My first therapeutic phlebotomy appointment was on a Saturday afternoon in June. I arrived at the infusion clinic and was escorted to a reclining chair in a room full of reclining chairs. My husband came along, sat on a bench next to the chair as we watched the nurse pull on gloves, prep the tubing and collection bag, search for a vein in my right arm. Even though I remembered the size of the needle from blood donations years before, I still looked away as the nurse slipped it into my vein. The collection bag sat on a scale on the floor, and the nurse held the needle in place and eyed the scale throughout the procedure, ensuring the correct amount of blood was being taken. At times, the blood slowed, so she had to move the needle around or back it out of the vein to get it to start flowing again. Once it was over and the bandage had been applied, I asked about the removed blood. We have to throw it out, the nurse said. It felt wasteful, almost devastating, to dispose of something so necessary, something my body worked so hard to create. She gave me a Styrofoam cup of soda and I drank as I watched her take the blood away to some unknown disposal area. After about thirty minutes, the nurse came back to check on me, helped me up, made sure I was steady on my feet, and sent me on my way.
Before my next blood test, I already knew the numbers would be high again, could feel a heaviness in my head and behind my eyes. When my suspicions were confirmed, I was back in the chair at the infusion clinic, the needle in my arm, nurse steadily holding it in place until the right amount of blood had been released into the collection bag. I’m sure I will eventually become accustomed to the cycle of blood tests and phlebotomies, will develop a routine and, hopefully, an acceptance of the large needles and the floating feeling that comes right after the procedure is over.

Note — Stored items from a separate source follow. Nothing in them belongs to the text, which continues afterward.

use objproxy_protocol::{
    encode_frame, read_frame, CatRequest, MessageType, ProtocolError, Request, MAX_FRAME_LEN,
};
use proptest::prelude::*;

fn block_on<F: std::future::Future>(fut: F) -> F::Output {
    tokio::runtime::Builder::new_current_thread()
        .build()
        .unwrap()
        .block_on(fut)
}

proptest! {
    #[test]
    fn cat_round_trip_recovers_name(name in "[^\\x00]{0,256}") {
        let bytes = CatRequest::new(name.clone()).encode();
        let frame = block_on(read_frame(&mut bytes.as_slice())).unwrap();

        prop_assert_eq!(frame.message_type(), Some(MessageType::Cat));
        prop_assert_eq!(Request::from_frame(&frame), Request::Cat(CatRequest::new(name)));
    }

    #[test]
    fn any_prefix_of_a_frame_is_truncated(name in "[a-z/]{1,64}", cut in 0usize..1000) {
        let bytes = CatRequest::new(name).encode();
        let cut = cut % bytes.len();
        let result = block_on(read_frame(&mut &bytes[..cut]));

        let is_truncated = matches!(result, Err(ProtocolError::Truncated { .. }));
        prop_assert!(is_truncated);
    }

    #[test]
    fn oversized_length_is_rejected(extra in 1u64..u64::MAX - MAX_FRAME_LEN) {
        let bytes = (MAX_FRAME_LEN + extra).to_be_bytes();
        let result = block_on(read_frame(&mut &bytes[..]));

        let is_too_large = matches!(result, Err(ProtocolError::TooLarge { .. }));
        prop_assert!(is_too_large);
    }

    #[test]
    fn unknown_tags_never_map_to_cat(tag in any::<u8>().prop_filter("not cat", |t| *t != 42)) {
        let bytes = encode_frame(tag, b"x\0");
        let frame = block_on(read_frame(&mut bytes.as_slice())).unwrap();

        prop_assert_eq!(Request::from_frame(&frame), Request::Unsupported(tag));
    }
}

For now, I can’t help but think of the necessity of blood, how difficult it can be to reach equilibrium (not too much or too little), and how strange it is that bloodletting, something that harmed so many people of the past, is part of what keeps my condition controlled, my body in balance.
Guiding Questions
Consider the following after reading the essay:
- Why might the author have intersected aspects of medical history with personal narrative? What is the impact of this intersection?
- What metaphors or imagery does the author use to convey her experience, and how do these shape our understanding of her perspective?
- What does the essay communicate about patient experience? What does it communicate about the importance of empathy in clinical practice?